*** Data in this exercise
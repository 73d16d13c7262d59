pub mod clock;
pub mod control;
pub mod coords;
pub mod hotkey;
pub mod input;
pub mod notify;
pub mod screen_capture;
use anyhow::Result;
use std::collections::HashMap;
use std::sync::Arc;
use std::time::{Duration, Instant};

use crate::automation::detection::{TemplateLibrary, TemplateMatcher};
use crate::core::clock::Clock;
use crate::core::control::ControlState;
use crate::core::input::InputDriver;
use crate::core::notify::Notifier;
use crate::core::screen_capture::ScreenCapture;

/// Everything a cycle needs to look at the screen and act on it.
///
/// Handlers receive this as their controller handle: it exposes the input
/// driver, the shared control flags and the last place each element was seen.
pub struct AutomationContext {
    pub screen: Box<dyn ScreenCapture>,
    pub matcher: Box<dyn TemplateMatcher>,
    pub input: Box<dyn InputDriver>,
    pub notifier: Box<dyn Notifier>,
    pub clock: Box<dyn Clock>,
    pub control: Arc<ControlState>,
    pub templates: TemplateLibrary,
    pub region_margin: f64,
    screen_size: Option<(u32, u32)>,
    last_seen: HashMap<String, (u32, u32)>,
}

impl AutomationContext {
    pub fn new(
        screen: Box<dyn ScreenCapture>,
        matcher: Box<dyn TemplateMatcher>,
        input: Box<dyn InputDriver>,
        notifier: Box<dyn Notifier>,
        clock: Box<dyn Clock>,
        control: Arc<ControlState>,
        region_margin: f64,
    ) -> Self {
        Self {
            screen,
            matcher,
            input,
            notifier,
            clock,
            control,
            templates: TemplateLibrary::new(),
            region_margin,
            screen_size: None,
            last_seen: HashMap::new(),
        }
    }

    /// Display size, queried once and then assumed stable.
    pub fn screen_size(&mut self) -> Result<(u32, u32)> {
        if let Some(size) = self.screen_size {
            return Ok(size);
        }
        let size = self.screen.screen_size()?;
        self.screen_size = Some(size);
        Ok(size)
    }

    pub fn remember(&mut self, element: &str, point: (u32, u32)) {
        self.last_seen.insert(element.to_string(), point);
    }

    /// Where `element` was last detected, in screen pixels.
    pub fn last_seen(&self, element: &str) -> Option<(u32, u32)> {
        self.last_seen.get(element).copied()
    }

    pub fn now(&self) -> Instant {
        self.clock.now()
    }

    pub fn sleep(&mut self, duration: Duration) {
        self.clock.sleep(duration);
    }
}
******
Whenever a line includes the word "ControlState", pull it out of the entries.

**Response to the exercise:**
use crate::core::control::ControlState;
    pub control: Arc<ControlState>,
        control: Arc<ControlState>,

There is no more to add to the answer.